It’s no secret that nonprofits are only as good as their volunteers. A robust roster of individuals willing to support a philanthropic cause and advance a mission are critical to its ultimate success. That’s why our team at IMPACT Melanoma is committed to expressing our thanks by introducing our volunteers to the wider world.
In this post, we present our interview with Carolyn Foley, MD Candidate at the University of Massachusetts Chan Medical School.
“Carolyn has been instrumental in providing prevention education throughout New England and her passion shows in her amazing work,” notes IMPACT Melanoma’s Practice Safe Skin Manager, Laurie Seavey.
Without further delay, we turn it over to Carolyn and her reflections on working with IMPACT Melanoma…
Why did you choose IMPACT Melanoma?
I wanted to find an organization that combined my interests of increasing access to dermatologic information and community education.

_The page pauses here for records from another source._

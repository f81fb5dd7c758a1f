//! In-memory collaborators standing in for the chat platform, the content
//! generator and the book catalog.

use super::constants::*;
use async_trait::async_trait;
use daily_learner::integrations::{
    sanitize_channel_name, CatalogLookup, CatalogRecord, ChannelDirectory, ContentGenerator,
    DeliveryChannel,
};
use daily_learner::subject::ProgressMode;
use daily_learner::{LearnerError, LearnerResult};
use std::sync::Mutex;

/// Replies with a text naming what was asked for.
#[derive(Default)]
pub struct EchoGenerator;

#[async_trait]
impl ContentGenerator for EchoGenerator {
    async fn summarize_by_chapter(
        &self,
        title: &str,
        _author: &str,
        chapter: u32,
    ) -> LearnerResult<String> {
        Ok(format!("Summary of {} chapter {}", title, chapter))
    }

    async fn summarize_by_page(
        &self,
        title: &str,
        _author: &str,
        target_page: u32,
        current_page: u32,
    ) -> LearnerResult<String> {
        Ok(format!(
            "Summary of {} pages {}-{}",
            title, current_page, target_page
        ))
    }

    async fn tip_for(&self, topic: &str) -> LearnerResult<String> {
        Ok(format!("Tip about {}", topic))
    }
}

/// Records every delivered message as `(channel_id, text)`.
#[derive(Default)]
pub struct RecordingDelivery {
    sent: Mutex<Vec<(String, String)>>,
}

impl RecordingDelivery {
    pub fn sent(&self) -> Vec<(String, String)> {
        self.sent.lock().unwrap().clone()
    }

    pub fn sent_to(&self, channel_id: &str) -> Vec<String> {
        self.sent()
            .into_iter()
            .filter(|(channel, _)| channel == channel_id)
            .map(|(_, text)| text)
            .collect()
    }
}

#[async_trait]
impl DeliveryChannel for RecordingDelivery {
    async fn deliver(&self, channel_id: &str, text: &str) -> LearnerResult<()> {
        self.sent
            .lock()
            .unwrap()
            .push((channel_id.to_string(), text.to_string()));
        Ok(())
    }
}

/// Channel ids are `C-<sanitized name>`.
#[derive(Default)]
pub struct StaticDirectory;

#[async_trait]
impl ChannelDirectory for StaticDirectory {
    async fn resolve_or_create_channel(&self, name: &str) -> LearnerResult<String> {
        Ok(format!("C-{}", sanitize_channel_name(name)))
    }
}

pub fn channel_for(name: &str) -> String {
    format!("C-{}", sanitize_channel_name(name))
}

/// Knows the two test books.
pub struct TestCatalog {
    books: Vec<CatalogRecord>,
}

impl Default for TestCatalog {
    fn default() -> Self {
        Self {
            books: vec![
                CatalogRecord {
                    isbn: PAGED_BOOK_ISBN.to_string(),
                    title: PAGED_BOOK_TITLE.to_string(),
                    author: PAGED_BOOK_AUTHOR.to_string(),
                    total_extent: PAGED_BOOK_PAGES,
                    mode: ProgressMode::ByPage,
                },
                CatalogRecord {
                    isbn: CHAPTER_BOOK_ISBN.to_string(),
                    title: CHAPTER_BOOK_TITLE.to_string(),
                    author: CHAPTER_BOOK_AUTHOR.to_string(),
                    total_extent: CHAPTER_BOOK_CHAPTERS,
                    mode: ProgressMode::ByChapter,
                },
            ],
        }
    }
}

#[async_trait]
impl CatalogLookup for TestCatalog {
    async fn resolve_by_isbn(&self, isbn: &str) -> LearnerResult<CatalogRecord> {
        self.books
            .iter()
            .find(|book| book.isbn == isbn)
            .cloned()
            .ok_or_else(|| LearnerError::NotFound(format!("no book with isbn {}", isbn)))
    }

    async fn resolve_isbn_by_title(&self, title: &str) -> LearnerResult<String> {
        self.books
            .iter()
            .find(|book| book.title.eq_ignore_ascii_case(title))
            .map(|book| book.isbn.clone())
            .ok_or_else(|| LearnerError::NotFound(format!("no book titled {}", title)))
    }
}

Partnering with IMPACT has provided many opportunities for me to work with many different populations to increase knowledge about sun protection and skin cancer detection.
What made you get involved with this organization?
I initially got involved with IMPACT when I had the opportunity to teach the Skinny on Skin Course to Cosmetology Students. Since then, I have given multiple presentations to different populations including lifeguards, working adults and parents. I have greatly enjoyed working with these various populations and tailoring education to the concerns/risk factors of each group.
Do you have a personal connection or experience with skin cancer or melanoma that inspired your action?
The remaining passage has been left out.